Anderson was born to Thomas Anderson and Sarah Rose.

On 6 February 1792, at the age of sixteen, she married Thomas Hay Marshall, with the promise of a dowry of £3,000. Anderson's husband named Perth's Rose Terrace for her. The couple lived at the corner of Rose Terrace and Atholl Street. Their marriage was brief, Rosie having had an affair with Thomas Bruce, 7th Earl of Elgin, who lived across Charlotte Street from the newlyweds' home. It is believed that when Hay Marshall was away from home, the Earl and Anderson "exchanged signals from their windows, sent each other frequent notes, and... [he] visited her late at night, when they sat together in the gloaming, refused to have candles brought and even blocked up the keyholes so that they should not be watched."

She was also adulterous with a Dr Harrison, medical officer of the Durham Rangers.

Marshall first "raised letters of inhibition" against his wife on 2 June 1796. They divorced in November 1803, after eleven years of marriage, although it took two attempts due to Marshall's providing insufficient evidence of said adultery. Even while he was building his case, the defendant was sleeping with several officers, one of whom testified in court that he had "enjoyment of her person".

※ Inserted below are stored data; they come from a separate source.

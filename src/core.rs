//! The crate's pull-style facade.
//!
//! A [`Core`] owns the keyset, the gamecard device, the ES stores and
//! the title index, and hands out seekable handles over card images,
//! NCAs and RomFS trees. All content flows through `read`-shaped calls;
//! transports and writers live outside the crate.

use std::io::Write;
use std::sync::{Arc, Mutex};
use std::time::Duration;

use crate::crypto::KeySet;
use crate::error::{Error, Result};
use crate::es::{CertificateStore, Ticket, TicketSource, TicketStore};
use crate::gamecard::hfs::HfsPartitionType;
use crate::gamecard::{
    CardInterface, GameCardDevice, GameCardOptions, GameCardStatus, StreamKind,
};
use crate::io::{ReadSeek, ReaderStorage, SharedStorage, StorageReader, SubStorage, VirtualStorage};
use crate::memory::SystemMemoryProvider;
use crate::nca::section::NcaFsSection;
use crate::nca::storage::NcaStorage;
use crate::nca::{FsSectionType, Nca};
use crate::romfs::{DirListEntry, RomFs, RomFsFileEntry};
use crate::save::SaveFile;
use crate::title::{
    ContentMetaProvider, ContentRecordType, ContentStorage, StorageFilter, TitleIndex,
    TitleMetaRecord,
};

/// How much integrity checking the core performs on reads.
#[derive(Debug, Clone, Copy, PartialEq, Eq)]
pub enum VerifyMode {
    Off,
    /// Verify the ES saves only.
    SaveOnly,
    /// Verify saves and sweep NCA hash trees on section open.
    Full,
}

/// Raw byte sources for the ES system saves.
#[derive(Default)]
pub struct SaveSources {
    pub es_cert: Option<SharedStorage>,
    pub es_common_ticket: Option<SharedStorage>,
    pub es_personalized_ticket: Option<SharedStorage>,
}

/// Opens installed content by id (NAND/SD contents live outside the
/// gamecard image).
pub trait ContentReader: Send + Sync {
    fn open_content(
        &self,
        storage: ContentStorage,
        content_id: &[u8; 0x10],
    ) -> Result<Box<dyn ReadSeek + Send>>;
}

pub struct CoreOptions {
    pub keys: KeySet,
    pub verify_mode: VerifyMode,
    pub card: Option<Box<dyn CardInterface>>,
    pub card_options: GameCardOptions,
    pub memory: Arc<dyn SystemMemoryProvider>,
    pub saves: SaveSources,
    pub meta: Option<Box<dyn ContentMetaProvider>>,
    pub content: Option<Box<dyn ContentReader>>,
}

/// An opened NCA.
pub struct NcaHandle {
    pub nca: Nca,
    storage_kind: ContentStorage,
}

/// A composed FS-section storage stack.
pub struct FsSectionHandle {
    storage: NcaStorage,
}

impl FsSectionHandle {
    pub fn section_type(&self) -> FsSectionType {
        self.storage.section_type()
    }

    pub fn storage(&mut self) -> &mut NcaStorage {
        &mut self.storage
    }
}

/// An opened (possibly patched) RomFS.
pub struct RomFsHandle {
    romfs: RomFs,
    patched: bool,
}

pub struct Core {
    keys: Arc<KeySet>,
    verify_mode: VerifyMode,
    device: Option<GameCardDevice>,
    tickets: TicketStore,
    titles: Option<TitleIndex>,
    meta: Option<Box<dyn ContentMetaProvider>>,
    content: Option<Box<dyn ContentReader>>,
}

impl Core {
    /// Initializes the core: loads saves, starts the gamecard detection
    /// thread, and builds the title index.
    pub fn init(opts: CoreOptions) -> Result<Self> {
        let keys = Arc::new(opts.keys);
        let verify_saves = matches!(opts.verify_mode, VerifyMode::SaveOnly | VerifyMode::Full);
        let mac_key = keys.save_mac_key().ok();

        let open_save = |source: Option<SharedStorage>| -> Result<Option<SaveFile>> {
            source
                .map(|storage| SaveFile::open(storage, mac_key, verify_saves))
                .transpose()
        };

        let certs = open_save(opts.saves.es_cert)?.map(CertificateStore::new);
        let common_save = open_save(opts.saves.es_common_ticket)?;
        let personalized_save = open_save(opts.saves.es_personalized_ticket)?;

        let tickets = TicketStore::new(
            common_save,
            personalized_save,
            certs,
            Arc::clone(&opts.memory),
            Arc::clone(&keys),
        );

        let device = opts.card.map(|card| {
            GameCardDevice::start(
                card,
                Arc::clone(&keys),
                Arc::clone(&opts.memory),
                opts.card_options,
            )
        });

        let titles = opts
            .meta
            .as_deref()
            .map(TitleIndex::build)
            .transpose()?;

        Ok(Self {
            keys,
            verify_mode: opts.verify_mode,
            device,
            tickets,
            titles,
            meta: opts.meta,
            content: opts.content,
        })
    }

    fn device(&self) -> Result<&GameCardDevice> {
        self.device.as_ref().ok_or_else(|| {
            Error::InvalidState("no gamecard interface configured".to_string())
        })
    }

    /// Current gamecard slot status.
    pub fn poll_gamecard(&self) -> GameCardStatus {
        self.device
            .as_ref()
            .map(|d| d.status())
            .unwrap_or(GameCardStatus::NotInserted)
    }

    /// Waits for a status transition, rebuilding the title index when
    /// one happens.
    pub fn wait_gamecard_change(&mut self, timeout: Duration) -> Result<GameCardStatus> {
        let status = self.device()?.wait_status_change(timeout);
        self.refresh_titles()?;
        Ok(status)
    }

    /// Re-queries the content-meta provider.
    pub fn refresh_titles(&mut self) -> Result<()> {
        if let Some(meta) = self.meta.as_deref() {
            self.titles = Some(TitleIndex::build(meta)?);
        }
        Ok(())
    }

    /// Opens a seekable stream over gamecard content.
    pub fn open_gamecard_stream(
        &self,
        kind: StreamKind,
    ) -> Result<StorageReader<Box<dyn VirtualStorage>>> {
        self.device()?.open_stream(kind)
    }

    /// Streams gamecard content into a writer, reporting progress.
    ///
    /// The callback receives `(transferred, total)` at every chunk
    /// boundary; returning `true` aborts the dump.
    pub fn dump_stream(
        &self,
        kind: StreamKind,
        writer: &mut dyn Write,
        mut progress: Option<&mut dyn FnMut(u64, u64) -> bool>,
    ) -> Result<u64> {
        use std::io::Read;

        let mut stream = self.open_gamecard_stream(kind)?;
        let mut buffer = vec![0u8; 0x100000];
        let total = {
            use std::io::Seek;
            let end = stream.seek(std::io::SeekFrom::End(0))?;
            stream.seek(std::io::SeekFrom::Start(0))?;
            end
        };

        let mut transferred = 0u64;
        loop {
            let read = stream.read(&mut buffer)?;
            if read == 0 {
                break;
            }
            writer.write_all(&buffer[..read])?;
            transferred += read as u64;

            if let Some(progress) = progress.as_deref_mut()
                && progress(transferred, total)
            {
                return Err(Error::Aborted);
            }
        }
        Ok(transferred)
    }

    /// Titles currently known to the content-meta database.
    pub fn enumerate_titles(&self, filter: StorageFilter) -> Result<Vec<TitleMetaRecord>> {
        let titles = self.titles.as_ref().ok_or_else(|| {
            Error::InvalidState("no content meta provider configured".to_string())
        })?;
        Ok(titles.records(filter).into_iter().cloned().collect())
    }

    pub fn titles(&self) -> Option<&TitleIndex> {
        self.titles.as_ref()
    }

    fn content_storage(&self, record: &TitleMetaRecord, content_id: &[u8; 0x10]) -> Result<SharedStorage> {
        match record.storage {
            ContentStorage::Gamecard => {
                let name = format!("{}.nca", hex::encode(content_id));
                let device = self.device()?;
                let (offset, size) = device.hash_fs_entry_info(HfsPartitionType::Secure, &name)?;
                let image = device.image_storage()?;
                Ok(Arc::new(Mutex::new(SubStorage::new(image, offset, size))))
            }
            storage => {
                use std::io::Seek;

                let mut reader = self
                    .content
                    .as_ref()
                    .ok_or_else(|| {
                        Error::InvalidState("no content reader configured".to_string())
                    })?
                    .open_content(storage, content_id)?;
                let length = reader.seek(std::io::SeekFrom::End(0))?;
                Ok(Arc::new(Mutex::new(ReaderStorage::new(reader, 0, length))))
            }
        }
    }

    /// Opens an NCA belonging to a title, resolving its titlekey through
    /// the ticket subsystem when needed.
    pub fn open_nca(
        &mut self,
        record: &TitleMetaRecord,
        content_type: ContentRecordType,
        id_offset: u8,
    ) -> Result<NcaHandle> {
        let content = record
            .contents
            .iter()
            .find(|c| c.content_type == content_type && c.id_offset == id_offset)
            .ok_or_else(|| {
                Error::NotFound(format!(
                    "{content_type:?} content (id offset {id_offset}) in {:016X}",
                    record.key.id
                ))
            })?;

        let storage = self.content_storage(record, &content.content_id)?;
        let nca = Nca::from_storage(storage.clone(), &self.keys, None)?;

        let nca = if nca.has_rights_id() && !nca.has_valid_keys() {
            let rights_id = nca.header.rights_id;
            let key_generation = nca.header.effective_key_generation();
            let source = match record.storage {
                ContentStorage::Gamecard => TicketSource::Gamecard,
                _ => TicketSource::Nand,
            };
            let ticket = self.ticket_for(&rights_id, key_generation, source)?;
            Nca::from_storage(storage, &self.keys, Some(ticket.dec_titlekey))?
        } else {
            nca
        };

        Ok(NcaHandle {
            nca,
            storage_kind: record.storage,
        })
    }

    /// Composes one FS section of an NCA, wiring the base NCA's RomFS
    /// section for patch sections.
    pub fn open_fs_section(
        &mut self,
        nca: &NcaHandle,
        section_index: usize,
        base: Option<(&NcaHandle, usize)>,
    ) -> Result<FsSectionHandle> {
        let mut section = nca.nca.fs_section(section_index)?;

        if self.verify_mode == VerifyMode::Full {
            self.sweep_section_hashes(&mut section)?;
        }

        let storage = if section.section_type == FsSectionType::PatchRomFs {
            match base {
                Some((base_nca, base_index)) => {
                    let base_section = base_nca.nca.fs_section(base_index)?;
                    let base_storage = NcaStorage::open(base_section, None)?;
                    NcaStorage::open(section, Some(&base_storage))?
                }
                // A patch whose base program carries no RomFS at all:
                // the original substorage reads as zeroes.
                None => {
                    tracing::warn!("opening patch section without a base RomFS");
                    NcaStorage::open_with_missing_base(section)?
                }
            }
        } else {
            NcaStorage::open(section, None)?
        };

        Ok(FsSectionHandle { storage })
    }

    /// Verifies every hash-target block of a section against its hash
    /// tree.
    fn sweep_section_hashes(&self, section: &mut NcaFsSection) -> Result<()> {
        if section.section_type == FsSectionType::PatchRomFs {
            // Patch payloads are only meaningful through the composed
            // storage; their own tree covers the patched image.
            return Ok(());
        }
        let (_, size) = section.hash_target_extents();
        let mut buffer = vec![0u8; 0x4000];
        let mut offset = 0u64;
        while offset < size {
            let chunk = buffer.len().min((size - offset) as usize);
            match section.read_hash_target_verified(offset, &mut buffer[..chunk]) {
                Ok(()) => {}
                // Sections without hash layers have nothing to sweep.
                Err(Error::UnsupportedVariant(_)) => return Ok(()),
                Err(e) => return Err(e),
            }
            offset += chunk as u64;
        }
        Ok(())
    }

    /// Opens the RomFS inside a composed section.
    pub fn open_romfs(&mut self, section: FsSectionHandle) -> Result<RomFsHandle> {
        let patched = section.storage.section_type() == FsSectionType::PatchRomFs;
        Ok(RomFsHandle {
            romfs: RomFs::open(section.storage)?,
            patched,
        })
    }

    /// Lists a RomFS directory.
    pub fn romfs_list(
        &mut self,
        handle: &mut RomFsHandle,
        path: &str,
    ) -> Result<Vec<DirListEntry>> {
        handle.romfs.list_dir(path)
    }

    /// Looks up a RomFS file entry by path.
    pub fn romfs_entry(
        &mut self,
        handle: &mut RomFsHandle,
        path: &str,
    ) -> Result<RomFsFileEntry> {
        handle.romfs.file_by_path(path)
    }

    /// Reads RomFS file content by path.
    pub fn romfs_read(
        &mut self,
        handle: &mut RomFsHandle,
        path: &str,
        offset: u64,
        buf: &mut [u8],
    ) -> Result<()> {
        let entry = handle.romfs.file_by_path(path)?;
        handle.romfs.read_file(&entry, offset, buf)
    }

    /// Retrieves and decodes a ticket for a rights id.
    pub fn ticket_for(
        &mut self,
        rights_id: &[u8; 0x10],
        key_generation: u8,
        source: TicketSource,
    ) -> Result<Ticket> {
        match source {
            TicketSource::Gamecard => {
                let mut secure = self.device()?.hash_fs(HfsPartitionType::Secure)?;
                self.tickets
                    .ticket_for(rights_id, key_generation, source, Some(&mut secure))
            }
            TicketSource::Nand => self.tickets.ticket_for(rights_id, key_generation, source, None),
        }
    }

    /// Raw certificate chain for a signature issuer.
    pub fn cert_chain_for(&mut self, issuer: &str) -> Result<Vec<u8>> {
        let certs = self.tickets.certificates().ok_or_else(|| {
            Error::InvalidState("no certificate save configured".to_string())
        })?;
        Ok(certs.chain_for_issuer(issuer)?.raw())
    }

    pub fn tickets(&mut self) -> &mut TicketStore {
        &mut self.tickets
    }

    pub fn keys(&self) -> &KeySet {
        &self.keys
    }
}

impl NcaHandle {
    pub fn storage_kind(&self) -> ContentStorage {
        self.storage_kind
    }
}

impl RomFsHandle {
    pub fn is_patched(&self) -> bool {
        self.patched
    }

    pub fn romfs(&mut self) -> &mut RomFs {
        &mut self.romfs
    }
}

The proceedings gave way to several Scots ballads, including "Rosey Anderson":

There was an Assembly into Perth, and Rosey she was there,
Lord Elgin danced with her that night, and did her heart ensnare,
Lord Elgin danced with her that night, she walked home on his arm,
Hay Marshall he came rushing in, in very great alarm.
Thomas Hay Marshall died in 1808, aged 38. He was living alone at Whistlecroft on the eastern side of the River Tay. He was also in debt, according to several sources. Anderson went to live with her parents in Edinburgh, her father's fortune having suffered from the decline in Perth's linen trade. She continued to "have liaisons with officers from a fort or battery between Newhaven and Leith". She later moved to London, where she had a son and spent time in Bethlehem Hospital, a psychiatric institution.